Remember the Roadster? Tesla CEO Elon Musk looks back and says he would do it a bit differently.

Here Comes the Fluff: Tesla's Roadster 2.5!

While Tesla and its CEO Elon Musk might be flying high now, back in 2008 the company went through some dark times (which I covered). Musk looked back at Tesla’s early history at the World Energy Innovation Forum at the Tesla factory in Fremont, California on Wednesday and reflected on a big lesson from the early days.

Tesla should have designed an electric car from the ground up from the beginning, Musk said. Tesla’s first electric car was the Roadster, which used a Lotus body and a third party powertrain from AC Propulsion. Tesla only produced a limited number of the cars and the Roadster faced a long delay when it was launching back in 2008.
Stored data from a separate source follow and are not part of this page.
//! Tabular containers for shadow datasets and the target record.
//!
//! A `Table` holds the raw (un-encoded) rows of one synthetic shadow
//! dataset; a `Record` is the single target row fixed for a whole attack
//! run. Both are read-only inputs to the extraction engine.

use crate::error::{AttackError, Result};
use crate::schema::Metadata;

/// A single table cell.
///
/// Categorical cells may be `Text` or `Int` (integer-coded categories are
/// common in released tabular data); `label()` gives the canonical string
/// form used for vocabulary lookup. Continuous cells must be numeric.
#[derive(Debug, Clone, PartialEq)]
pub enum Value {
    Int(i64),
    Float(f64),
    Text(String),
}

impl Value {
    /// Numeric view of the cell, if it has one.
    pub fn as_f64(&self) -> Option<f64> {
        match self {
            Value::Int(v) => Some(*v as f64),
            Value::Float(v) => Some(*v),
            Value::Text(_) => None,
        }
    }

    /// Canonical string form, used to match vocabulary entries.
    pub fn label(&self) -> String {
        match self {
            Value::Int(v) => v.to_string(),
            Value::Float(v) => v.to_string(),
            Value::Text(s) => s.clone(),
        }
    }
}

impl From<i64> for Value {
    fn from(v: i64) -> Self {
        Value::Int(v)
    }
}

impl From<f64> for Value {
    fn from(v: f64) -> Self {
        Value::Float(v)
    }
}

impl From<&str> for Value {
    fn from(v: &str) -> Self {
        Value::Text(v.to_string())
    }
}

/// An ordered table of rows sharing one schema.
#[derive(Debug, Clone)]
pub struct Table {
    columns: Vec<String>,
    rows: Vec<Vec<Value>>,
}

impl Table {
    /// Build a table, validating that every row has one value per column.
    pub fn new(columns: Vec<String>, rows: Vec<Vec<Value>>) -> Result<Self> {
        for (i, row) in rows.iter().enumerate() {
            if row.len() != columns.len() {
                return Err(AttackError::SchemaMismatch(format!(
                    "row {} has {} values, expected {}",
                    i,
                    row.len(),
                    columns.len()
                )));
            }
        }
        Ok(Self { columns, rows })
    }

    pub fn num_rows(&self) -> usize {
        self.rows.len()
    }

    pub fn num_columns(&self) -> usize {
        self.columns.len()
    }

    /// Column names in table order.
    pub fn column_names(&self) -> &[String] {
        &self.columns
    }

    /// Position of a column in this table.
    pub fn column_index(&self, name: &str) -> Option<usize> {
        self.columns.iter().position(|c| c == name)
    }

    /// A single row.
    pub fn row(&self, index: usize) -> &[Value] {
        &self.rows[index]
    }

    /// All rows in order.
    pub fn rows(&self) -> &[Vec<Value>] {
        &self.rows
    }

    /// Validate that this table's schema matches the run metadata exactly:
    /// same column names, same order.
    pub fn check_schema(&self, metadata: &Metadata) -> Result<()> {
        let expected = metadata.column_names();
        let actual: Vec<&str> = self.columns.iter().map(String::as_str).collect();
        if actual != expected {
            return Err(AttackError::SchemaMismatch(format!(
                "dataset columns {:?} do not match metadata columns {:?}",
                actual, expected
            )));
        }
        Ok(())
    }
}

/// The target record: exactly one row, fixed for the whole attack run.
#[derive(Debug, Clone)]
pub struct Record {
    columns: Vec<String>,
    values: Vec<Value>,
}

impl Record {
    pub fn new(columns: Vec<String>, values: Vec<Value>) -> Result<Self> {
        if columns.len() != values.len() {
            return Err(AttackError::SchemaMismatch(format!(
                "record has {} values for {} columns",
                values.len(),
                columns.len()
            )));
        }
        Ok(Self { columns, values })
    }

    /// Extract one row of a table as a record.
    pub fn from_table_row(table: &Table, row: usize) -> Result<Self> {
        if row >= table.num_rows() {
            return Err(AttackError::SchemaMismatch(format!(
                "row {} out of bounds for table with {} rows",
                row,
                table.num_rows()
            )));
        }
        Ok(Self {
            columns: table.column_names().to_vec(),
            values: table.row(row).to_vec(),
        })
    }

    pub fn column_names(&self) -> &[String] {
        &self.columns
    }

    pub fn values(&self) -> &[Value] {
        &self.values
    }

    /// Value of a named column.
    pub fn value(&self, name: &str) -> Option<&Value> {
        self.columns
            .iter()
            .position(|c| c == name)
            .map(|i| &self.values[i])
    }

    /// Validate against the run metadata (same names, same order).
    pub fn check_schema(&self, metadata: &Metadata) -> Result<()> {
        let expected = metadata.column_names();
        let actual: Vec<&str> = self.columns.iter().map(String::as_str).collect();
        if actual != expected {
            return Err(AttackError::SchemaMismatch(format!(
                "target record columns {:?} do not match metadata columns {:?}",
                actual, expected
            )));
        }
        Ok(())
    }
}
“We ended up changing most of the damn car,” said Musk, “so we thought later, why did we do that.” Tesla was built on two false premises, Musk said: that Tesla could easily adapt the Lotus chassis, and that the powertrain from AC Propulsion would work as-is in a commercial environment.

Tesla Model S

Tesla is now a long way from the Roadster, which it no longer manufactures. Its second car, the award-winning Model S, was designed from the ground up as an electric car — the first one in the world — and driving it is a substantially different experience from driving a gas-powered car. The battery pack sits super low on the vehicle and has “Newton on its side,” joked Musk. It’s also got a variety of other innovations that are specific to an electric car, rather than being hold-overs from the gas-powered car.
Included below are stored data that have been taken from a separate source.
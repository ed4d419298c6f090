//! Reproducible combinatorial predicate generation.
//!
//! A `Query` places one condition code per dataset column; the query's
//! *order* is the number of non-zero codes. The generator enumerates, for
//! each requested order `k`, all C(n, k) ascending column combinations and
//! the cartesian product of the admissible condition options across the
//! chosen columns, then caps the result with a seeded distinct subsample.
//!
//! The full set grows as `Σ_k C(n, k) · b^k` for branching factor `b`, and
//! the generator makes no attempt to bound that explosion itself: callers
//! must always pass a `sample_size` cap.
//!
//! Query sets are generated once per split, from the first dataset of that
//! split, and reused for every dataset in the split. That is what keeps the
//! query-feature columns identical across all rows of the final matrix.

use rand::SeedableRng;
use rand_chacha::ChaCha8Rng;
use serde::{Deserialize, Serialize};

/// Condition codes carried by a query, one per column.
pub mod condition {
    /// No condition on this column.
    pub const NONE: i8 = 0;
    /// Equal to the target's value.
    pub const EQ: i8 = 1;
    /// Not equal to the target's value.
    pub const NEQ: i8 = -1;
    /// Greater than the target's value.
    pub const GT: i8 = 2;
    /// Greater than or equal to the target's value.
    pub const GTE: i8 = 3;
    /// Less than the target's value.
    pub const LT: i8 = -2;
    /// Less than or equal to the target's value.
    pub const LTE: i8 = -3;
}

/// Default seed for the query subsample.
pub const DEFAULT_QUERY_SEED: u64 = 42;

/// One predicate over the dataset columns.
///
/// Invariant: `conditions.len()` always equals the dataset's column count.
#[derive(Debug, Clone, PartialEq, Eq, Hash, Serialize, Deserialize)]
pub struct Query {
    pub conditions: Vec<i8>,
}

impl Query {
    /// Number of non-zero conditions.
    pub fn order(&self) -> usize {
        self.conditions.iter().filter(|&&c| c != condition::NONE).count()
    }

    /// Indices of the constrained columns, ascending.
    pub fn constrained_columns(&self) -> Vec<usize> {
        self.conditions
            .iter()
            .enumerate()
            .filter(|(_, &c)| c != condition::NONE)
            .map(|(i, _)| i)
            .collect()
    }
}

/// Condition options drawn per column kind when building queries.
#[derive(Debug, Clone, PartialEq, Eq, Serialize, Deserialize)]
pub struct ConditionOptions {
    /// Options for categorical columns, e.g. `[EQ]` or `[NEQ, EQ]`.
    pub categorical: Vec<i8>,
    /// Options for continuous columns, e.g. `[GTE]` or `[GTE, LTE]`.
    pub continuous: Vec<i8>,
}

impl Default for ConditionOptions {
    /// Equality on categorical columns, ≥ on continuous columns.
    fn default() -> Self {
        Self {
            categorical: vec![condition::EQ],
            continuous: vec![condition::GTE],
        }
    }
}

/// Builds reproducible combinatorial predicate sets over dataset columns.
#[derive(Debug, Clone, Serialize, Deserialize)]
pub struct QueryGenerator {
    /// Orders (non-zero condition counts) to enumerate.
    orders: Vec<usize>,
    /// Hard cap on the returned set; a seeded subsample is drawn above it.
    sample_size: usize,
    options: ConditionOptions,
    seed: u64,
}

impl QueryGenerator {
    pub fn new(orders: Vec<usize>, sample_size: usize, options: ConditionOptions) -> Self {
        Self {
            orders,
            sample_size,
            options,
            seed: DEFAULT_QUERY_SEED,
        }
    }

    /// Override the sampling seed. Identical inputs and seed yield an
    /// identical ordered query set.
    pub fn with_seed(mut self, seed: u64) -> Self {
        self.seed = seed;
        self
    }

    pub fn orders(&self) -> &[usize] {
        &self.orders
    }

    pub fn sample_size(&self) -> usize {
        self.sample_size
    }

    /// Generate the predicate set for a dataset shape.
    ///
    /// `categorical_indices` and `continuous_indices` partition
    /// `0..num_columns`; a column listed in neither draws the continuous
    /// options. Combinations are enumerated in ascending lexicographic
    /// order, options in their configured order, orders in their configured
    /// order, so the output is fully deterministic before sampling; the
    /// subsample itself is seeded.
    pub fn generate(
        &self,
        categorical_indices: &[usize],
        _continuous_indices: &[usize],
        num_columns: usize,
    ) -> Vec<Query> {
        let mut all = Vec::new();

        for &order in &self.orders {
            if order == 0 || order > num_columns {
                continue;
            }
            for combo in combinations(num_columns, order) {
                // Cartesian product of the per-column condition options.
                let mut variants = vec![vec![condition::NONE; num_columns]];
                for &col in &combo {
                    let opts = if categorical_indices.contains(&col) {
                        &self.options.categorical
                    } else {
                        &self.options.continuous
                    };
                    let mut next = Vec::with_capacity(variants.len() * opts.len());
                    for variant in &variants {
                        for &opt in opts {
                            let mut q = variant.clone();
                            q[col] = opt;
                            next.push(q);
                        }
                    }
                    variants = next;
                }
                all.extend(variants.into_iter().map(|conditions| Query { conditions }));
            }
        }

        if all.len() > self.sample_size {
            let mut rng = ChaCha8Rng::seed_from_u64(self.seed);
            let picked = rand::seq::index::sample(&mut rng, all.len(), self.sample_size);
            picked.into_iter().map(|i| all[i].clone()).collect()
        } else {
            all
        }
    }
}

/// All C(n, k) index combinations in ascending lexicographic order.
fn combinations(n: usize, k: usize) -> Vec<Vec<usize>> {
    debug_assert!(k >= 1 && k <= n);
    let mut out = Vec::new();
    let mut current: Vec<usize> = (0..k).collect();
    loop {
        out.push(current.clone());
        // Advance to the next combination, rightmost index first.
        let mut i = k;
        loop {
            if i == 0 {
                return out;
            }
            i -= 1;
            if current[i] < n - (k - i) {
                break;
            }
        }
        current[i] += 1;
        for j in i + 1..k {
            current[j] = current[j - 1] + 1;
        }
    }
}

#[cfg(test)]
mod tests {
    use super::*;

    #[test]
    fn test_combinations_ascending() {
        let combos = combinations(4, 2);
        assert_eq!(
            combos,
            vec![
                vec![0, 1],
                vec![0, 2],
                vec![0, 3],
                vec![1, 2],
                vec![1, 3],
                vec![2, 3],
            ]
        );
    }

    #[test]
    fn test_combinations_full_width() {
        assert_eq!(combinations(3, 3), vec![vec![0, 1, 2]]);
    }

    #[test]
    fn test_order_one_counts() {
        // 3 columns, column 0 categorical with two options, columns 1 and 2
        // continuous with two options: exactly 6 order-1 queries.
        let gen = QueryGenerator::new(
            vec![1],
            1_000_000,
            ConditionOptions {
                categorical: vec![condition::NEQ, condition::EQ],
                continuous: vec![condition::GTE, condition::LTE],
            },
        );
        let queries = gen.generate(&[0], &[1, 2], 3);

        assert_eq!(queries.len(), 6);
        for q in &queries {
            assert_eq!(q.order(), 1);
            assert_eq!(q.conditions.len(), 3);
        }
        let touching = |col: usize| {
            queries
                .iter()
                .filter(|q| q.conditions[col] != condition::NONE)
                .count()
        };
        assert_eq!(touching(0), 2);
        assert_eq!(touching(1), 2);
        assert_eq!(touching(2), 2);
    }

    #[test]
    fn test_deterministic_with_same_seed() {
        let gen = QueryGenerator::new(
            vec![1, 2, 3],
            20,
            ConditionOptions::default(),
        )
        .with_seed(7);
        let a = gen.generate(&[0, 1], &[2, 3, 4], 5);
        let b = gen.generate(&[0, 1], &[2, 3, 4], 5);
        assert_eq!(a, b);
        assert_eq!(a.len(), 20); // 5 + 10 + 10 = 25 > 20, so sampled
    }

    #[test]
    fn test_different_seed_changes_subset() {
        let opts = ConditionOptions {
            categorical: vec![condition::NEQ, condition::EQ],
            continuous: vec![condition::GTE, condition::LTE],
        };
        let a = QueryGenerator::new(vec![1, 2], 10, opts.clone())
            .with_seed(1)
            .generate(&[0, 1, 2], &[3, 4, 5], 6);
        let b = QueryGenerator::new(vec![1, 2], 10, opts)
            .with_seed(2)
            .generate(&[0, 1, 2], &[3, 4, 5], 6);
        assert_eq!(a.len(), 10);
        assert_eq!(b.len(), 10);
        // Different seeds pick a different subset with overwhelming
        // probability on a 72-query population.
        assert_ne!(a, b);
    }

    #[test]
    fn test_no_sampling_below_cap() {
        let gen = QueryGenerator::new(vec![1], 100, ConditionOptions::default());
        let queries = gen.generate(&[0], &[1], 2);
        assert_eq!(queries.len(), 2); // full set, unsampled
    }

    #[test]
    fn test_every_order_present() {
        let gen = QueryGenerator::new(vec![1, 2], 1_000_000, ConditionOptions::default());
        let queries = gen.generate(&[0], &[1, 2], 3);
        // Order 1: 3 queries; order 2: C(3,2) = 3 queries, one option each.
        assert_eq!(queries.iter().filter(|q| q.order() == 1).count(), 3);
        assert_eq!(queries.iter().filter(|q| q.order() == 2).count(), 3);
    }

    #[test]
    fn test_orders_beyond_width_skipped() {
        let gen = QueryGenerator::new(vec![1, 5], 100, ConditionOptions::default());
        let queries = gen.generate(&[], &[0, 1], 2);
        assert_eq!(queries.len(), 2); // order 5 contributes nothing
    }
}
Eventually, Musk thinks that every type of transportation — other than space travel — will go electric. In fact, he thinks that the architecture of a gas-powered car is “ridiculous” and “absurd” from an engineering perspective, he said during the onstage interview.

But if just a fraction of the world’s future vehicles go electric, that will create a massive and unprecedented need for batteries. That’s why Tesla has to build a battery factory itself, so it can just meet its own scale-up projections. “There will be quasi-infinite demand for battery storage if energy density and prices are good enough,” Musk said.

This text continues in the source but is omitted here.